У него были светлые, глаза, а борода черная и гладкая. Сперва мне
было странно, что он делает руками так много лишних движений; так и
казалось, что он сейчас возьмет себя за ухо через голову или почешет
подошву. Но скоро я привык к нему. Разговаривая, он вдруг брал в руки
какую-нибудь вещь и начинал подкидывать ее или ставить на руку, как
жонглер.
В первый же день он показал нам множество интересных затей. Он сделал
из спичек, коры и головки лука какого-то смешного зверя, напоминавшего
кошку, а из хлебного мякиша - мышку, и кошка ловила мышку и мурлыкала, как
настоящая кошка, Он показывал фокусы: глотал часы, а потом вынимал их из
рукава; он научил нас печь картошку на палочках, - словом, эти дни,
которые он провел у нас, мы с сестрой не скучали.
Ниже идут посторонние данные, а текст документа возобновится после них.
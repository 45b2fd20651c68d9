//! Source consolidation and sky-coordinate enrichment.

use flarescan_core::{CandidateRegion, SkyPosition, Source};
use log::{debug, warn};

/// Error type returned by sky resolvers.
pub type ResolveError = Box<dyn std::error::Error + Send + Sync>;

/// Converts raw detector coordinates on a tile into sky coordinates.
///
/// Implementations carry whatever context they need (event file, external
/// tool environment). A failure only affects the source being resolved.
pub trait SkyResolver {
    /// Resolves one raw position.
    ///
    /// # Errors
    /// Returns an error if the position cannot be resolved.
    fn resolve(&self, raw_x: f64, raw_y: f64, tile_id: u8) -> Result<SkyPosition, ResolveError>;
}

/// Turns per-tile candidate regions into numbered sources.
///
/// Regions are taken in the order given (tile order, then detection
/// order within a tile) and numbered from 1. Regions of different tiles are
/// never merged.
#[must_use]
pub fn consolidate<I>(per_tile: I) -> Vec<Source>
where
    I: IntoIterator<Item = Vec<CandidateRegion>>,
{
    per_tile
        .into_iter()
        .flatten()
        .enumerate()
        .map(|(i, region)| Source::from_region(i + 1, &region))
        .collect()
}

/// Fills in the sky position of every source the resolver can handle.
///
/// Returns the number of sources resolved. Failures are logged and leave the
/// sky fields unset.
pub fn enrich_sources(sources: &mut [Source], resolver: &dyn SkyResolver) -> usize {
    let mut resolved = 0;
    for source in sources.iter_mut() {
        match resolver.resolve(source.raw_x, source.raw_y, source.tile_id) {
            Ok(sky) => {
                debug!(
                    "Source {}: RA {:.5} Dec {:.5} (sky {:.1}, {:.1})",
                    source.id, sky.ra, sky.dec, sky.x, sky.y
                );
                source.sky = Some(sky);
                resolved += 1;
            }
            Err(e) => {
                warn!("Source {}: sky position unavailable: {e}", source.id);
                source.sky = None;
            }
        }
    }
    resolved
}

#[cfg(test)]
mod tests {
    use super::*;
    use approx::assert_abs_diff_eq;

    fn region(tile_id: u8, x: f64, y: f64) -> CandidateRegion {
        CandidateRegion {
            tile_id,
            centroid_raw_x: x,
            centroid_raw_y: y,
            pixel_radius: 1.5,
            peak_count: 120.0,
            area: 7,
        }
    }

    struct OddTilesOnly;

    impl SkyResolver for OddTilesOnly {
        fn resolve(
            &self,
            raw_x: f64,
            raw_y: f64,
            tile_id: u8,
        ) -> Result<SkyPosition, ResolveError> {
            if tile_id % 2 == 1 {
                Ok(SkyPosition {
                    x: raw_x * 10.0,
                    y: raw_y * 10.0,
                    ra: 150.0,
                    dec: -20.0,
                })
            } else {
                Err("timed out".into())
            }
        }
    }

    #[test]
    fn test_sequential_ids_across_tiles() {
        let sources = consolidate(vec![
            vec![region(0, 3.0, 4.0), region(0, 8.0, 9.0)],
            vec![],
            vec![region(2, 1.0, 1.0)],
        ]);
        let ids: Vec<_> = sources.iter().map(|s| s.id).collect();
        assert_eq!(ids, vec![1, 2, 3]);
        assert_eq!(sources[2].tile_id, 2);
        assert_abs_diff_eq!(sources[1].var_raw_x, 11.0);
        assert_abs_diff_eq!(sources[0].radius_sky, 96.0);
        assert!(sources.iter().all(|s| s.sky.is_none()));
    }

    #[test]
    fn test_empty_input() {
        assert!(consolidate(Vec::<Vec<CandidateRegion>>::new()).is_empty());
    }

    #[test]
    fn test_enrichment_failures_leave_sky_unset() {
        let mut sources = consolidate(vec![vec![region(0, 2.0, 2.0)], vec![region(1, 5.0, 6.0)]]);
        let resolved = enrich_sources(&mut sources, &OddTilesOnly);
        assert_eq!(resolved, 1);
        assert!(sources[0].sky.is_none());
        let sky = sources[1].sky.unwrap();
        assert_abs_diff_eq!(sky.x, 50.0);
        assert_abs_diff_eq!(sky.dec, -20.0);
    }
}
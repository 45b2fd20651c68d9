//! flarescan-algorithms: Variability detection pipeline.
//!
//! This crate provides the numerical stages of the detector:
//! - **Windows** - Good-time filtered tiling of the observation span
//! - **Variability** - Per-pixel max-deviation-over-median statistic
//! - **Detection** - Box scan against the global median, union-find merging
//! - **Sources** - Sequential numbering and sky-coordinate enrichment
//!
#![warn(missing_docs)]

pub mod detection;
pub mod error;
pub mod processing;
pub mod sources;
pub mod variability;
pub mod windows;

pub use detection::{global_median, raw_median, RegionDetector, MEDIAN_FLOOR};
pub use error::{Error, Result};
pub use processing::{
    detect_sources, detect_variability, group_by_tile, sky_image, VariabilityRun,
};
pub use sources::{consolidate, enrich_sources, ResolveError, SkyResolver};
pub use variability::{tile_variability, WindowGrid};
pub use windows::{accepted_windows, build_windows, observation_span};
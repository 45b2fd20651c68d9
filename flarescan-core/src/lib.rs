//! flarescan-core: Core types for variable X-ray source detection.
//!
//! This crate provides the data model shared by the pipeline crates:
//! photon events, dead-time intervals, time windows, detection
//! configuration, instrument families, and detected sources.
//!

pub mod config;
pub mod error;
pub mod event;
pub mod header;
pub mod instrument;
pub mod source;
pub mod window;

pub use config::DetectionConfig;
pub use error::{Error, Result};
pub use event::{DeadTimeInterval, Event, RAW_ORIGIN};
pub use header::ObservationHeader;
pub use instrument::{Instrument, RotationCanvas};
pub use source::{CandidateRegion, SkyPosition, Source};
pub use window::TimeWindow;

/// Per-pixel variability of one tile, indexed `[[x, y]]`.
pub type VariabilityMatrix = ndarray::Array2<f64>;
//! Time window type.

#[cfg(feature = "serde")]
use serde::{Deserialize, Serialize};

/// A fixed-width slice of the observation span.
#[derive(Debug, Clone, Copy, PartialEq)]
#[cfg_attr(feature = "serde", derive(Serialize, Deserialize))]
pub struct TimeWindow {
    /// Position of the window in the tiling of `[t0, tf]`.
    pub index: usize,
    /// Window start (seconds).
    pub start: f64,
    /// Window duration (seconds). Only the final window may be shorter than
    /// the configured width.
    pub duration: f64,
    /// Fraction of the duration not covered by dead time.
    pub valid_duration_ratio: f64,
}

impl TimeWindow {
    /// Window end (seconds).
    #[inline]
    #[must_use]
    pub fn end(&self) -> f64 {
        self.start + self.duration
    }

    /// Returns true if the window passes the good-time ratio test.
    ///
    /// The threshold is inclusive; zero-duration windows never pass.
    #[inline]
    #[must_use]
    pub fn is_valid(&self, good_time_ratio: f64) -> bool {
        self.duration > 0.0 && self.valid_duration_ratio >= good_time_ratio
    }

    /// Live time of the window in seconds.
    #[inline]
    #[must_use]
    pub fn exposure(&self) -> f64 {
        self.duration * self.valid_duration_ratio
    }
}
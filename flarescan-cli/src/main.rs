//! `flarescan`: detects variable sources in one observation and writes the
//! result folder.
#![allow(
    clippy::uninlined_format_args,
    clippy::cast_possible_truncation,
    clippy::struct_excessive_bools
)]

use chrono::Utc;
use clap::{Parser, ValueEnum};
use flarescan_algorithms::{
    detect_sources, detect_variability, enrich_sources, group_by_tile, observation_span,
    sky_image,
};
use flarescan_core::{DetectionConfig, Instrument, Source, VariabilityMatrix};
use flarescan_epic::{assemble, split, CalibrationHeader, FramePlacement};
use flarescan_io::{
    read_variability, write_best_match, write_image, write_sources, write_variability,
    DeadTimeExtractor, DeadTimeTable, Edet2SkyResolver, EventList, ImageHeader, OutputFolder,
    PhotonExtractor, SasEnvironment, TextDeadTimeReader, TextEventReader, MOSAIC_FILE,
};
use log::{error, info};
use std::path::{Path, PathBuf};
use std::process::ExitCode;
use std::time::Instant;
use thiserror::Error;

/// Result type for CLI operations.
type Result<T> = std::result::Result<T, CliError>;

/// CLI error types.
#[derive(Error, Debug)]
enum CliError {
    #[error("cannot read {}: {source}", path.display())]
    Input {
        path: PathBuf,
        source: flarescan_io::Error,
    },

    #[error("unusable observation {}: {source}", path.display())]
    Observation {
        path: PathBuf,
        source: flarescan_algorithms::Error,
    },

    #[error("cannot prepare output folder {}: {source}", path.display())]
    OutputFolder {
        path: PathBuf,
        source: flarescan_io::Error,
    },

    #[error("invalid configuration: {0}")]
    Config(flarescan_core::Error),

    #[error("I/O error: {0}")]
    Io(#[from] flarescan_io::Error),

    #[error("processing error: {0}")]
    Processing(#[from] flarescan_algorithms::Error),

    #[error("geometry error: {0}")]
    Geometry(#[from] flarescan_epic::Error),
}

impl CliError {
    fn exit_code(&self) -> u8 {
        match self {
            CliError::OutputFolder { .. } => 1,
            CliError::Input { .. } | CliError::Observation { .. } => 2,
            CliError::Config(_) => 3,
            CliError::Io(_) | CliError::Processing(_) | CliError::Geometry(_) => 4,
        }
    }
}

/// Camera selection.
#[derive(Debug, Clone, Copy, PartialEq, Eq, ValueEnum)]
enum InstrumentArg {
    /// EPIC pn, 12 CCDs
    #[value(name = "PN")]
    Pn,
    /// EPIC MOS1, 7 CCDs
    #[value(name = "M1")]
    M1,
    /// EPIC MOS2, 7 CCDs
    #[value(name = "M2")]
    M2,
}

impl From<InstrumentArg> for Instrument {
    fn from(arg: InstrumentArg) -> Self {
        match arg {
            InstrumentArg::Pn => Instrument::Pn,
            InstrumentArg::M1 => Instrument::Mos1,
            InstrumentArg::M2 => Instrument::Mos2,
        }
    }
}

/// Variable X-ray source detector for EPIC observations.
#[derive(Parser, Debug)]
#[command(name = "flarescan")]
#[command(author, version, about, long_about = None)]
struct Cli {
    /// Observation folder holding <INST>_clean.txt, <INST>_deadtime.txt and
    /// <INST>_image.fits
    #[arg(long)]
    path: PathBuf,

    /// Output folder [default: <path>/<dl>_<tw>_<bs>_<gtr>_<inst>]
    #[arg(long)]
    out: Option<PathBuf>,

    /// Detection box side (pixels)
    #[arg(long, default_value = "3")]
    box_size: usize,

    /// Detection level, in multiples of the median variability
    #[arg(long, default_value = "10")]
    detection_level: f64,

    /// Time window width (seconds)
    #[arg(long, default_value = "100")]
    time_window: f64,

    /// Minimum live fraction of an accepted window
    #[arg(long, default_value = "1.0")]
    good_time_ratio: f64,

    /// Maximum number of tile workers
    #[arg(long, default_value = "8")]
    max_workers: usize,

    /// Box scan stride (pixels) [default: box size]
    #[arg(long)]
    scan_stride: Option<usize>,

    /// Name recorded in the image header
    #[arg(long, env = "USER", default_value = "unknown")]
    creator: String,

    /// Observation identifier [default: OBS_ID from the event file]
    #[arg(long)]
    observation: Option<String>,

    /// Camera
    #[arg(long, value_enum, default_value = "PN")]
    instrument: InstrumentArg,

    /// Reuse the mosaic dump of an earlier run instead of recomputing it
    #[arg(long)]
    novar: bool,

    /// Skip sky coordinates for the detected sources
    #[arg(long)]
    no_astrometry: bool,

    /// SAS setup script sourced before each astrometry call
    #[arg(long, requires = "headas")]
    sas_setup: Option<PathBuf>,

    /// HEADAS installation root
    #[arg(long, requires = "sas_setup")]
    headas: Option<PathBuf>,

    /// Verbose output
    #[arg(short, long)]
    verbose: bool,
}

impl Cli {
    fn config(&self) -> DetectionConfig {
        let config = DetectionConfig::new(self.instrument.into())
            .with_box_size(self.box_size)
            .with_detection_level(self.detection_level)
            .with_time_window(self.time_window)
            .with_good_time_ratio(self.good_time_ratio)
            .with_max_workers(self.max_workers);
        match self.scan_stride {
            Some(stride) => config.with_scan_stride(stride),
            None => config,
        }
    }

    fn input(&self, instrument: Instrument, suffix: &str) -> PathBuf {
        self.path.join(format!("{}_{suffix}", instrument.code()))
    }
}

/// `<dl>_<tw>_<bs>_<gtr>_<inst>`, with the level and window truncated.
fn default_folder_name(config: &DetectionConfig) -> String {
    format!(
        "{}_{}_{}_{:?}_{}",
        config.detection_level as i64,
        config.time_window as i64,
        config.box_size,
        config.good_time_ratio,
        config.instrument.code()
    )
}

fn read_input<T>(path: &Path, read: impl FnOnce(&Path) -> flarescan_io::Result<T>) -> Result<T> {
    read(path).map_err(|source| CliError::Input {
        path: path.to_path_buf(),
        source,
    })
}

/// Detection results, freshly computed or rebuilt from a dump.
struct Detection {
    matrices: Vec<VariabilityMatrix>,
    median: f64,
    sources: Vec<Source>,
}

/// Rejects observations the pipeline cannot process, before anything is
/// written: no events, events or dead time on tiles the camera lacks, or a
/// header without usable calibration keywords.
fn check_observation(
    instrument: Instrument,
    list: &EventList,
    dead_time: &DeadTimeTable,
) -> flarescan_algorithms::Result<()> {
    observation_span(&list.events)?;
    group_by_tile(&list.events, instrument)?;
    let count = instrument.tile_count();
    if dead_time.len() > count {
        return Err(flarescan_algorithms::Error::TileOutOfRange {
            tile: dead_time.len() - 1,
            instrument,
            count,
        });
    }
    let calibration = CalibrationHeader::from_header(&list.header)?;
    FramePlacement::for_canvas(instrument.rotation_canvas(), &calibration)?;
    Ok(())
}

fn run(cli: &Cli) -> Result<()> {
    let config = cli.config();
    config.validate().map_err(CliError::Config)?;
    let instrument = config.instrument;

    let events_path = cli.input(instrument, "clean.txt");
    let dead_time_path = cli.input(instrument, "deadtime.txt");
    let image_path = cli.input(instrument, "image.fits");
    let list = read_input(&events_path, |p| TextEventReader.extract(p))?;
    let dead_time = read_input(&dead_time_path, |p| TextDeadTimeReader.extract(p))?;
    check_observation(instrument, &list, &dead_time).map_err(|source| {
        CliError::Observation {
            path: events_path.clone(),
            source,
        }
    })?;

    let root = cli
        .out
        .clone()
        .unwrap_or_else(|| cli.path.join(default_folder_name(&config)));
    let output = OutputFolder::create(&root).map_err(|source| CliError::OutputFolder {
        path: root.clone(),
        source,
    })?;

    let start = Instant::now();
    let reuse = cli.novar && output.mosaic().is_file();
    let (mut detection, mosaic) = if reuse {
        info!("Reusing {MOSAIC_FILE} from {}", output.root().display());
        let mosaic = read_variability(output.mosaic())?;
        let matrices = split(instrument, &mosaic)?;
        let (median, sources) = detect_sources(&config, &matrices)?;
        let detection = Detection {
            matrices,
            median,
            sources,
        };
        (detection, None)
    } else {
        let run = detect_variability(&config, &list.events, &dead_time)?;
        info!(
            "{} accepted windows over {} tiles",
            run.accepted_window_count(),
            run.windows.len()
        );
        let mosaic = assemble(instrument, &run.matrices)?;
        let detection = Detection {
            matrices: run.matrices,
            median: run.median,
            sources: run.sources,
        };
        (detection, Some(mosaic))
    };
    let image = sky_image(instrument, &detection.matrices, &list.header)?;

    if cli.no_astrometry {
        info!("Astrometry disabled, sky positions left unset");
    } else {
        let mut resolver = Edet2SkyResolver::new(&image_path);
        if let (Some(sas_setup), Some(headas)) = (&cli.sas_setup, &cli.headas) {
            resolver = resolver.with_environment(SasEnvironment {
                odf_dir: cli.path.clone(),
                headas: headas.clone(),
                sas_setup: sas_setup.clone(),
            });
        }
        let resolved = enrich_sources(&mut detection.sources, &resolver);
        info!(
            "Resolved sky positions for {resolved} of {} sources",
            detection.sources.len()
        );
    }

    let header = ImageHeader {
        creator: cli.creator.clone(),
        date: Utc::now().format("%Y-%m-%d %H:%M:%S").to_string(),
        obs_id: cli
            .observation
            .clone()
            .or_else(|| list.header.observation_id().map(str::to_owned)),
        instrument,
        time_window: config.time_window,
        good_time_ratio: config.good_time_ratio,
        detection_level: config.detection_level,
        box_size: config.box_size,
        shape: [0, 0],
        sources: detection.sources.clone(),
    };
    if let Some(mosaic) = &mosaic {
        write_variability(output.mosaic(), mosaic)?;
    }
    write_variability(output.variability(), &image)?;
    write_sources(output.sources(), &detection.sources)?;
    write_best_match(output.best_match())?;
    write_image(output.image(), &header, &image)?;

    println!(
        "Detected {} variable sources in {:.2}s (median variability {:.3})",
        detection.sources.len(),
        start.elapsed().as_secs_f64(),
        detection.median
    );
    println!("Results written to {}", output.root().display());
    Ok(())
}

fn init_logging(verbose: bool) {
    let default = if verbose { "debug" } else { "info" };
    env_logger::Builder::from_env(env_logger::Env::default().default_filter_or(default)).init();
}

fn main() -> ExitCode {
    let cli = Cli::parse();
    init_logging(cli.verbose);

    match run(&cli) {
        Ok(()) => ExitCode::SUCCESS,
        Err(e) => {
            error!("{e}");
            eprintln!("Error: {e}");
            ExitCode::from(e.exit_code())
        }
    }
}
- Ребята, а ведь я доктор, - однажды сказал он. - Говорите, что у
кого болит? Сразу вылечу.
Мы были здоровы. Но он почему-то не захотел итти к старосте, у
которого заболела дочка.
Но в такой позиции
Я боюся, страх,
Чтобы инквизиции
Не донес монах, - сказал он и засмеялся.
От него я впервые услышал стихи. Он часто говорил стихами, даже пел
их или бормотал, подняв брови и сидя по-турецки перед огнем.
Сперва ему, кажется, нравилось, что я ни о чем не могу его спросить,
особенно когда он по ночам просыпался от каждого скрипа шагов за окном и
долго лежал, опершись на локоть и прислушиваясь. Или когда он прятался на
чердаке и сидел, пока не стемнеет, - так он провел один день, помнится,
праздник Егория. Или когда он отказался познакомиться с Петровной. Но
прошло два-три дня, и он заинтересовался моей немотой.
- Ты почему не говоришь? Не хочешь?
Я молча смотрел на него.
- А я тебе скажу, что ты должен говорить. Ты слышишь, стало быть,
должен говорить. Это, брат, редчайший случай, коли ты все слышишь - и
немой. Может, ты глухонемой?
Я замотал головой.
- Ну, вот. Значит, заговоришь.
Он вынул из заплечного мешка какие-то инструменты, пожалел, что мало
света, хотя был ясный солнечный день, и полез мне в ухо.
- Ухо вульгарис, - объявил он с удовольствием, - ухо обыкновенное.
Он отошел в угол и сказал шепотом: "Дурак".
- Слышал?
Я засмеялся.
- Хорошо слышишь, как собака. - Он подмигнул Сане, которая, разиня
рот, смотрела на нас. - Отлично слышишь. Что же ты, милый, не говоришь?
Он взял меня двумя пальцами за язык и вытащил его так далеко, что я
испугался и захрипел.
- У тебя, брат, такое горло! Чистый Шаляпин. Н-да!
Он с минуту смотрел на меня.
- Нужно учиться, милый, - серьезно сказал он. - Ты про себя-то можешь
что-нибудь сказать? В уме?
Он стукнул меня по лбу.
- В голове, понимаешь?
Я промычал, что да.
- Ну, а вслух? Скажи вслух все, что ты можешь. Ну, скажи: "да".
Я почти ничего не мог. Но все-таки сказал:
- Да.
- Прекрасно! Еще раз.
Я сказал еще раз.
- Теперь свистни.
Я свистнул.
- Теперь скажи: "у".
Я сказал "у".
- Лентяй ты, вот что! Ну, повторяй за мной...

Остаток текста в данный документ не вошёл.